▶ **TO DO**: Please copy out all lines of the entries that contain the word "read".

BEGIN DATASET ENTRIES

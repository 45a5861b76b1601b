//! External stores the commands talk to: the clipboard and the file sink.
//!
//! Both are injected into the commands that need them, so tests can swap in
//! the in-memory implementations below.

use std::cell::RefCell;

use serde::{Deserialize, Serialize};
use serde_json::Value;

/// One copied node: its name at the time of copying and a detached value.
#[derive(Debug, Clone, PartialEq, Serialize, Deserialize)]
pub struct ClipboardEntry {
    pub name: String,
    pub value: Value,
}

pub trait ClipboardStore {
    /// `true` when there is something to paste.
    fn has(&self) -> bool;
    fn read(&self) -> Option<Vec<ClipboardEntry>>;
    fn write(&self, entries: Vec<ClipboardEntry>);
}

#[derive(Debug, Default)]
pub struct MemoryClipboard {
    slot: RefCell<Option<Vec<ClipboardEntry>>>,
}

impl MemoryClipboard {
    pub fn new() -> Self {
        Self::default()
    }

    pub fn clear(&self) {
        self.slot.borrow_mut().take();
    }
}

impl ClipboardStore for MemoryClipboard {
    fn has(&self) -> bool {
        self.slot
            .borrow()
            .as_ref()
            .is_some_and(|entries| !entries.is_empty())
    }

    fn read(&self) -> Option<Vec<ClipboardEntry>> {
        self.slot.borrow().clone()
    }

    fn write(&self, entries: Vec<ClipboardEntry>) {
        *self.slot.borrow_mut() = Some(entries);
    }
}

/// Destination of an exported document (a file, a download, ...).
pub trait DocumentSink {
    fn save(&self, text: &str);
}

/// Sink that keeps every saved text in memory.
#[derive(Debug, Default)]
pub struct MemorySink {
    saved: RefCell<Vec<String>>,
}

impl MemorySink {
    pub fn new() -> Self {
        Self::default()
    }

    pub fn last(&self) -> Option<String> {
        self.saved.borrow().last().cloned()
    }

    pub fn len(&self) -> usize {
        self.saved.borrow().len()
    }

    pub fn is_empty(&self) -> bool {
        self.saved.borrow().is_empty()
    }
}

impl DocumentSink for MemorySink {
    fn save(&self, text: &str) {
        self.saved.borrow_mut().push(text.to_string());
    }
}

END DATASET ENTRIES

▶ **THE ANSWER**:
    fn read(&self) -> Option<Vec<ClipboardEntry>>;
    fn read(&self) -> Option<Vec<ClipboardEntry>> {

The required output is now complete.